İcra takibinin sürdürülmesi sırasında taşınmazların haczedilebilmesi için, bunların haciz tarihinde takip borçlusunun adına tapuda kayıtlı olması zorunludur. İcra müdürü, bu saptamayı yaptığı takdirde taşınmazı haczedebilir.(HGK.nun 7.4.2004 tarih ve 2004/12-210 E. - 2004/208 K.) İcra müdürünün anılan kurala aykırı işlemi, tapu kaydının niteliği gözetildiğinde, İİK.nun 16/2.maddesi gereğince süresiz şikayete tabidir.
Somut olayda, haciz tarihinde taşınmazın üçüncü kişiler adına kayıtlı olduğu hususu tartışmasızdır. Borçlu adına tapuda kayıtlı bir taşınmaz bulunmadığından ve arsa üzerine yapılan binanın arza tabi olması nedeniyle menkul hükmünde haciz işlemi yapılamayacağından, inşaat sözleşmesinin icrasına bağlı olarak ileride doğması muhtemel haklar için haciz işlemi uygulanması da usulsüz bulunduğundan, sözü edilen haciz işleminin usulsüz olduğuna ilişkin olarak borçlunun şikayette hukuki yararı vardır.(Dairemizin süreklilik kazanan içtihatları da bu yöndedir. Y.12.H.D.nin 2000/19744-20601 sayılı kararı) Bu nedenle mahkemece istemin kabulüne karar verilmesi gerekirken yazılı şekilde hüküm tesisi isabetsizdir.
SONUÇ :Borçlu vekilinin temyiz itirazlarının kabulü ile mahkeme kararının yukarıda yazılı nedenlerle İİK.366. ve HUMK.428. maddeleri uyarınca (BOZULMASINA), 11/10/2010 gününde oyçokluğuyla karar verildi.
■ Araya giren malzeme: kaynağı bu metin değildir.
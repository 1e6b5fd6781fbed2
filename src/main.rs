use metric_relay::config::Config;
use metric_relay::db::{Database, MetricStore};
use metric_relay::error::StartupError;
use metric_relay::ingest;
use metric_relay::server::{RelayState, relay_router};
use mimalloc::MiMalloc;
use std::net::SocketAddr;
use std::process::ExitCode;
use std::sync::Arc;
use tokio::{net::TcpListener, signal};
use tracing::{error, info};
use tracing_subscriber::{EnvFilter, layer::SubscriberExt, util::SubscriberInitExt};
#[global_allocator]
static GLOBAL: MiMalloc = MiMalloc;

#[tokio::main]
async fn main() -> ExitCode {
    dotenvy::dotenv().ok();

    // Logging is configured from the file, so a config failure can only go to stderr.
    let config_path = Config::path_from_env();
    let cfg = match Config::from_json_file(&config_path) {
        Ok(cfg) => cfg,
        Err(e) => {
            eprintln!("metric-relay: {e}");
            return ExitCode::FAILURE;
        }
    };

    let env_filter =
        EnvFilter::try_from_default_env().unwrap_or_else(|_| EnvFilter::new(cfg.loglevel.clone()));
    tracing_subscriber::registry()
        .with(env_filter)
        .with(
            tracing_subscriber::fmt::layer()
                .compact()
                .with_level(true)
                .with_target(false),
        )
        .init();

    let password_state = if cfg.db_password.is_empty() {
        "<empty>"
    } else {
        "<redacted>"
    };
    info!(
        config_path = %config_path.display(),
        driver = ?cfg.db_driver,
        db_address = %cfg.db_address,
        db_name = %cfg.db_name,
        db_table = %cfg.db_table,
        db_user = %cfg.db_user,
        db_password = password_state,
        trusted_proxies = ?cfg.trusted_proxies,
        listen_addr = %cfg.listen_addr,
        listen_port = cfg.listen_port,
        ingest_listen_addr = ?cfg.ingest_listen_addr,
        loglevel = %cfg.loglevel
    );

    match run(cfg).await {
        Ok(()) => {
            info!("Server has shut down gracefully.");
            ExitCode::SUCCESS
        }
        Err(e) => {
            error!(error = %e, "metric-relay stopped with an error");
            ExitCode::FAILURE
        }
    }
}

async fn run(cfg: Config) -> Result<(), Box<dyn std::error::Error>> {
    let trusted_proxies = cfg.parsed_trusted_proxies()?;
    let db = Arc::new(Database::connect(&cfg).await?);
    let store: Arc<dyn MetricStore> = db.clone();

    let ingest_task = match cfg.ingest_listen_addr {
        Some(addr) => {
            let listener = TcpListener::bind(addr)
                .await
                .map_err(|source| StartupError::Bind { addr, source })?;
            Some(tokio::spawn(ingest::serve(listener, store.clone())))
        }
        None => None,
    };

    let state = RelayState::new(store.clone(), trusted_proxies);
    let app = relay_router(state);

    let addr = cfg.listen_socket();
    let listener = TcpListener::bind(addr)
        .await
        .map_err(|source| StartupError::Bind { addr, source })?;
    info!("HTTP server listening on {}", addr);
    axum::serve(
        listener,
        app.into_make_service_with_connect_info::<SocketAddr>(),
    )
    .with_graceful_shutdown(shutdown_signal())
    .await?;

    if let Some(task) = ingest_task {
        task.abort();
    }
    if !db.is_closed() {
        store.close().await;
    }
    Ok(())
}

async fn shutdown_signal() {
    let ctrl_c = async {
        signal::ctrl_c()
            .await
            .expect("failed to install Ctrl+C handler");
    };

    #[cfg(unix)]
    let terminate = async {
        signal::unix::signal(signal::unix::SignalKind::terminate())
            .expect("failed to install signal handler")
            .recv()
            .await;
    };

    #[cfg(not(unix))]
    let terminate = std::future::pending::<()>();

    tokio::select! {
        () = ctrl_c => info!("Received Ctrl+C, shutting down"),
        () = terminate => info!("Received SIGTERM, shutting down"),
    }
}
use sqlx::{Database as SqlxDatabase, pool::PoolOptions};
use std::time::Duration;

/// sqlx's own default for `max_connections`.
const DRIVER_DEFAULT_MAX_CONNECTIONS: u32 = 10;

/// Advisory pool-shaping values. Nothing in this crate relies on them for correctness.
///
/// Mapping onto sqlx:
/// - max open -> `max_connections` (unset keeps the driver default)
/// - max idle -> `min_connections`. sqlx has no idle ceiling, so the configured count is a
///   floor of connections the pool opens in the background and keeps alive, not a cap
/// - max idle time -> `idle_timeout` for connections above that floor (unset: never reaped)
#[derive(Debug, Clone, Copy, PartialEq, Eq)]
pub struct PoolLimits {
    pub max_open: Option<u32>,
    pub max_idle: u32,
    pub max_idle_time: Option<Duration>,
}

impl PoolLimits {
    /// Zero means "unset" for `max_open` and `idle_minutes`. `max_idle` is capped at the
    /// effective open limit.
    pub fn new(max_open: u32, max_idle: u32, idle_minutes: u64) -> Self {
        let max_open = (max_open > 0).then_some(max_open);
        let ceiling = max_open.unwrap_or(DRIVER_DEFAULT_MAX_CONNECTIONS);
        Self {
            max_open,
            max_idle: max_idle.min(ceiling),
            max_idle_time: (idle_minutes > 0)
                .then(|| Duration::from_secs(idle_minutes.saturating_mul(60))),
        }
    }

    pub fn apply<DB: SqlxDatabase>(&self, options: PoolOptions<DB>) -> PoolOptions<DB> {
        let options = match self.max_open {
            Some(max) => options.max_connections(max),
            None => options,
        };
        options
            .min_connections(self.max_idle)
            .idle_timeout(self.max_idle_time)
    }
}

impl Default for PoolLimits {
    fn default() -> Self {
        Self::new(0, 0, 0)
    }
}

#[cfg(test)]
mod tests {
    use super::*;
    use sqlx::Sqlite;

    #[test]
    fn zero_values_mean_unset() {
        let limits = PoolLimits::new(0, 0, 0);
        assert_eq!(limits.max_open, None);
        assert_eq!(limits.max_idle, 0);
        assert_eq!(limits.max_idle_time, None);
    }

    #[test]
    fn idle_is_capped_by_open() {
        assert_eq!(PoolLimits::new(4, 9, 0).max_idle, 4);
        assert_eq!(PoolLimits::new(0, 50, 0).max_idle, DRIVER_DEFAULT_MAX_CONNECTIONS);
    }

    #[test]
    fn minutes_become_duration() {
        assert_eq!(
            PoolLimits::new(5, 2, 3).max_idle_time,
            Some(Duration::from_secs(180))
        );
    }

    #[test]
    fn zero_idle_keeps_no_warm_connections() {
        let options = PoolLimits::new(5, 0, 0).apply(PoolOptions::<Sqlite>::new());
        assert_eq!(options.get_min_connections(), 0);
        assert_eq!(options.get_idle_timeout(), None);
    }

    #[test]
    fn apply_sets_pool_options() {
        let options = PoolLimits::new(7, 3, 1).apply(PoolOptions::<Sqlite>::new());
        assert_eq!(options.get_max_connections(), 7);
        assert_eq!(options.get_min_connections(), 3);
        assert_eq!(options.get_idle_timeout(), Some(Duration::from_secs(60)));
    }
}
Üye M.L.T. ve Y.Z.A."un karşı oy yazısı:
Şikayetçi borçlu vekili, müvekkili Hulusi Akyol ile üçüncü şahıslar arasında yapılan kat karşılığı inşaat sözleşmesinin icrasına bağlı olarak, halen 3.kişiler adına tapuda kayıtlı olan taşınmaz üzerine usulsüz olarak konulan haczin kaldırılmasını istemiş, icra mahkemesince borcunu ödemeyen borçlunun talebi ile haczin kaldırılmayacağı, bu konuda dava açma hakkının arsa sahibi olan 3.kişilere ait olduğu gerekçesiyle şikayetin reddine karar verilmiştir.
Dosyanın incelenmesinden, borçlu H.A. ile arsa sahibi üçüncü kişiler arasında kat karşılığı inşaat sözleşmesi yapılmış ise de, anılan sözleşmenin gerekleri henüz yerine getirilmediğinden taşınmazın halen tapuda 3.kişiler A.Ç. ve H.A. adlarına kayıtlı olduğu anlaşılmaktadır. Bu durumda borçlu H.A."un borcundan dolayı, kat karşılığı inşaat sözleşmesi gereğince halen tapuda 3.kişiler adına kayıtlı taşınmaz üzerine haciz konulması usulsüz ise de, bu konuda şikayette bulunma hakkı doğrudan taşınmazın tapuda maliki bulunan 3.kişilere aittir. Borçlu H.A."un korunmaya değer hukuki yararı bulunmadığından, kendi borcundan dolayı tapuda maliki olmadığı taşınmaz üzerine konulan haczin kaldırılmasını talep etme hakkı da yoktur. Bir başka değişle bu konuda aktif husumet ehliyeti bulunmamaktadır.
Tüm bu nedenlerle yerel mahkeme kararı yerinde olup, onanması gerektiği görüşündeyiz.